In the application scenarios of generative AI, how to make models process long texts quickly and efficiently has always been a challenge for engineers. Recently, the technical team at Xiaohongshu open-sourced its self-developed RedKnot inference engine, offering a new "cost-effective and efficient" solution for long-context tasks.

The core innovation of RedKnot lies in breaking away from the traditional KV Cache (key-value cache) processing model. Previously, large models stored caches in token (token) dimensions, which led to linearly increasing memory consumption when handling long texts, significantly slowing down the inference speed and concurrency capability. RedKnot takes an alternative approach by splitting the KV Cache along the attention head dimension, and introduces three mechanisms: "head-agnostic sparsity," "sparse FFN," and "SegPagedAttention," achieving consistency between algorithm logic and storage granularity.

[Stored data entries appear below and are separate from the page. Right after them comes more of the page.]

use crate::{Agent, AgentSprite, Control, Course, CourseParams, Mode, Scene};

/// Event reported by [`PlaySession::tick`].
#[derive(Debug, Clone, Copy, PartialEq, Eq, derive_more::IsVariant)]
pub enum PlayEvent {
    Running,
    /// The agent collided; the course has already restarted.
    Crashed { score: u32 },
}

/// A single human-controlled run that restarts on every crash.
///
/// Human agents only see the two nearest columns. On a crash the high
/// score is updated, the camera returns to 0 and the obstacle stream is
/// reseeded, so every attempt faces the same course.
#[derive(Debug, Clone)]
pub struct PlaySession {
    mode: Mode,
    agent: Agent,
    course: Course,
    high_score: u32,
    attempts: u32,
}

impl PlaySession {
    /// Number of columns a human-controlled agent reacts to.
    pub const WINDOW: usize = 2;

    #[must_use]
    pub fn new(mode: Mode, params: CourseParams) -> Self {
        Self {
            mode,
            agent: Agent::human(mode),
            course: Course::new(params),
            high_score: 0,
            attempts: 1,
        }
    }

    #[must_use]
    pub fn high_score(&self) -> u32 {
        self.high_score
    }

    #[must_use]
    pub fn score(&self) -> u32 {
        self.course.camera()
    }

    #[must_use]
    pub fn attempts(&self) -> u32 {
        self.attempts
    }

    /// Advances the run by one tick with `control` as the player's input.
    pub fn tick(&mut self, control: Control) -> PlayEvent {
        self.course.advance();
        let camera = self.course.camera();
        let window = self.course.window(Self::WINDOW);
        let outcome = self.agent.step(&window, camera, control);
        if !outcome.collided {
            return PlayEvent::Running;
        }

        self.agent.kill(camera);
        self.high_score = self.high_score.max(camera);
        self.course.reset();
        self.agent = Agent::human(self.mode);
        self.attempts += 1;
        PlayEvent::Crashed { score: camera }
    }

    #[must_use]
    pub fn scene(&self) -> Scene {
        Scene {
            mode: self.mode,
            camera: self.course.camera(),
            agents: vec![AgentSprite::of(&self.agent, false)],
            obstacles: Scene::obstacles_on_screen(&self.course),
            generation: None,
            alive: 1,
            high_score: self.high_score,
            score: self.course.camera(),
        }
    }
}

This architectural adjustment brings significant performance improvements. Test data shows that in a high-performance computing environment with 8 H800 cards, RedKnot can accelerate the time to first token (TTFT) by 1.6 to 3.54 times, and single-card concurrency capability increases by 4.7 to 7.8 times. During the prefilling phase, computational resource consumption (FLOPs) is reduced by 67% to 79.5%. Taking the performance of the DeepSeek-V4-Flash model on a 128K long-context task as an example, the time to first token improves by 5.16 times, and the efficiency of KV data transmission is optimized by 6.3 times, while maintaining stable inference accuracy above 95% of dense model performance.

Industry experts believe that the open-sourcing of RedKnot provides important references for engineering optimization of inference engines. In the context of increasingly scarce computing resources, this approach of fine-grained decomposition at the underlying architecture to alleviate the burden of long-text inference undoubtedly opens up a new technical path for building lighter and more efficient AI inference systems. Currently, the relevant code has been officially open-sourced, aiming to promote the popularization and implementation of long-text AI applications.